* **TASK OBJECTIVE**: The stretch from the line with "repository 1dcae4ba1f6341da" through the line with "#[derive(Debug, Clone, PartialEq, Eq)]" in the records below: write it out exactly, and nothing else.

THE DATA: Begin

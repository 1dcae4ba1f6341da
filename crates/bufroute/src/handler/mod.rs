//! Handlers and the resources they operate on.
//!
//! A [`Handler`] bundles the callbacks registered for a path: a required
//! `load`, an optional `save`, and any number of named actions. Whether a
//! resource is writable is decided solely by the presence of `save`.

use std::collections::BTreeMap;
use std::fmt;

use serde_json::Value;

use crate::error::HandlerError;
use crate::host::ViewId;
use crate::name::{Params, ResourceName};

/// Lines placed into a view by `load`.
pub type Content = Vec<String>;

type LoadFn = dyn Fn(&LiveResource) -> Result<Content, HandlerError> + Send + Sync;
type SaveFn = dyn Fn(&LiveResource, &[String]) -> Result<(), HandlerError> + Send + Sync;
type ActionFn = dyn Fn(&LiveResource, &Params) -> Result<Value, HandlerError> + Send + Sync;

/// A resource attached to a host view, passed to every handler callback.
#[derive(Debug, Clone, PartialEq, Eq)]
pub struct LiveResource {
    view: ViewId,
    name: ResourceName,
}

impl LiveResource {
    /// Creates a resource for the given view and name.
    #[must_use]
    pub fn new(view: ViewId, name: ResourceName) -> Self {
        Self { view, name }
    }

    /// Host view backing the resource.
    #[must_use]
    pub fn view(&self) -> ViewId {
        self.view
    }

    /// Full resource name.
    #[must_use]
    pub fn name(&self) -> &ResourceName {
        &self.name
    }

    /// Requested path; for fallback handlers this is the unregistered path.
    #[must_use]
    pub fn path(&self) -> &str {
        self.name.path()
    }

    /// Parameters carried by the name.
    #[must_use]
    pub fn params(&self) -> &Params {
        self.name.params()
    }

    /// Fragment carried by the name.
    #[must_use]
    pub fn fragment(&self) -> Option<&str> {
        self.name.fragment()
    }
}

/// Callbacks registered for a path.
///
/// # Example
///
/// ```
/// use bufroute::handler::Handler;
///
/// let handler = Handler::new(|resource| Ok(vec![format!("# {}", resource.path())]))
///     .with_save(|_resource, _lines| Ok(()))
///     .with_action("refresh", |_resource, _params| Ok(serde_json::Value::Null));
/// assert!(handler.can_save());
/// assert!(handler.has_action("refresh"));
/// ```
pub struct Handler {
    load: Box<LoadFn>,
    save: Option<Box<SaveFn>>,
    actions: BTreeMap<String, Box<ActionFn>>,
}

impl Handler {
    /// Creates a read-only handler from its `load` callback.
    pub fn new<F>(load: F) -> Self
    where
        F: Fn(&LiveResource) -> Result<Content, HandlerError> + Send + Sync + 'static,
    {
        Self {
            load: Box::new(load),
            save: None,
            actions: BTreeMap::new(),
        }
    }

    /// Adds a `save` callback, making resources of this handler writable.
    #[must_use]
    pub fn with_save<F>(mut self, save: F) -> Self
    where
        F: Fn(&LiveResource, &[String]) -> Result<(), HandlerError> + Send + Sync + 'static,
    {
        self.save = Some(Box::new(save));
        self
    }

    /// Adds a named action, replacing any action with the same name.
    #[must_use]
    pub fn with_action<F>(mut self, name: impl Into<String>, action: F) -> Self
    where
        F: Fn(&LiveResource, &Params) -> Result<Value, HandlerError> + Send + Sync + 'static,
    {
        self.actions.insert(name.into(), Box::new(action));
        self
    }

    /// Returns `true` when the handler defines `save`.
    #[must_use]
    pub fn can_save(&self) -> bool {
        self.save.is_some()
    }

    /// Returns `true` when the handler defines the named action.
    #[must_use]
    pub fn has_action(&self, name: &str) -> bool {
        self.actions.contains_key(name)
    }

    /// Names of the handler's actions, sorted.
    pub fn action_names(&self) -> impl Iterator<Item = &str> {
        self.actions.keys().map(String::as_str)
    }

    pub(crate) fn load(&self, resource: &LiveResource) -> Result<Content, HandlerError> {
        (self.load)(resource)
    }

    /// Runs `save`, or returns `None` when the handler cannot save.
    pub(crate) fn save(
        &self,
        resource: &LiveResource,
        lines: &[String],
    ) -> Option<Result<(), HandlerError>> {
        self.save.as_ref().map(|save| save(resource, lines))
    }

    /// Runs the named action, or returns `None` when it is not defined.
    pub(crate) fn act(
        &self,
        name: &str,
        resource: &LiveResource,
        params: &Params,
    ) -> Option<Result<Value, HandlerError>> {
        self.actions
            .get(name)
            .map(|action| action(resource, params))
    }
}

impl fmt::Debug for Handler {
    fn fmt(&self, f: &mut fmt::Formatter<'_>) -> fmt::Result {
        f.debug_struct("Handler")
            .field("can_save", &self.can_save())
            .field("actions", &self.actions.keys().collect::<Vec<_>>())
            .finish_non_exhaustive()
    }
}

THE DATA: End
THE DATA: Begin

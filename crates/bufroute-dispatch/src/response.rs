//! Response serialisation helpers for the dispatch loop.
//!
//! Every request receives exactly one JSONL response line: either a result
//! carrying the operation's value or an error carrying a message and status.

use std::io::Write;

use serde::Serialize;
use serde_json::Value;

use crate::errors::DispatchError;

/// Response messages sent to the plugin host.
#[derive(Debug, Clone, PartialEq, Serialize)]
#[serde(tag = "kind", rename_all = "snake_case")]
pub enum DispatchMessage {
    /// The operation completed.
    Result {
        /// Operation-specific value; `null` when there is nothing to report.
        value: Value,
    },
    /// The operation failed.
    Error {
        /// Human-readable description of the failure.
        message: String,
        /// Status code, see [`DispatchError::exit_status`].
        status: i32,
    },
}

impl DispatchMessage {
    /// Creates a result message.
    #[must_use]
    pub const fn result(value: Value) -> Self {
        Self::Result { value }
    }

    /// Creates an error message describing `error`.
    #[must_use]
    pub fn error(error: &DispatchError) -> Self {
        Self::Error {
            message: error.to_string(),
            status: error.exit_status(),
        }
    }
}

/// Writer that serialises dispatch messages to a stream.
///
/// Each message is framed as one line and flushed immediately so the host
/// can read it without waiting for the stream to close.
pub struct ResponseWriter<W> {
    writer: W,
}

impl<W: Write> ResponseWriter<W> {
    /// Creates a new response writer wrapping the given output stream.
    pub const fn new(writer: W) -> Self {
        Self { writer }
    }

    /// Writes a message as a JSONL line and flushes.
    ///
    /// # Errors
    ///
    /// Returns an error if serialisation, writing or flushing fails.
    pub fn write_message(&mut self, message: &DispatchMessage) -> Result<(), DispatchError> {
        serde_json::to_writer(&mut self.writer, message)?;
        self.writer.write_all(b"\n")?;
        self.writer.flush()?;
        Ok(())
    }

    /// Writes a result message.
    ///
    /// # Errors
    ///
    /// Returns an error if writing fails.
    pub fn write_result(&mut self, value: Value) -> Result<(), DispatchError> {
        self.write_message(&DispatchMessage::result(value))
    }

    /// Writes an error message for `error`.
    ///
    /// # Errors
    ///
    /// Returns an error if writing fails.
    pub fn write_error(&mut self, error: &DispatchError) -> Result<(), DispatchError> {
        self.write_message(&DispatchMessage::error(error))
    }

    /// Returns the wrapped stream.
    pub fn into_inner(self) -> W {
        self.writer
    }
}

THE DATA: End

* **TASK OUTPUT**:
repository 1dcae4ba1f6341da
filename crates/bufroute/src/handler/mod.rs
//! Handlers and the resources they operate on.
//!
//! A [`Handler`] bundles the callbacks registered for a path: a required
//! `load`, an optional `save`, and any number of named actions. Whether a
//! resource is writable is decided solely by the presence of `save`.

use std::collections::BTreeMap;
use std::fmt;

use serde_json::Value;

use crate::error::HandlerError;
use crate::host::ViewId;
use crate::name::{Params, ResourceName};

/// Lines placed into a view by `load`.
pub type Content = Vec<String>;

type LoadFn = dyn Fn(&LiveResource) -> Result<Content, HandlerError> + Send + Sync;
type SaveFn = dyn Fn(&LiveResource, &[String]) -> Result<(), HandlerError> + Send + Sync;
type ActionFn = dyn Fn(&LiveResource, &Params) -> Result<Value, HandlerError> + Send + Sync;

/// A resource attached to a host view, passed to every handler callback.
#[derive(Debug, Clone, PartialEq, Eq)]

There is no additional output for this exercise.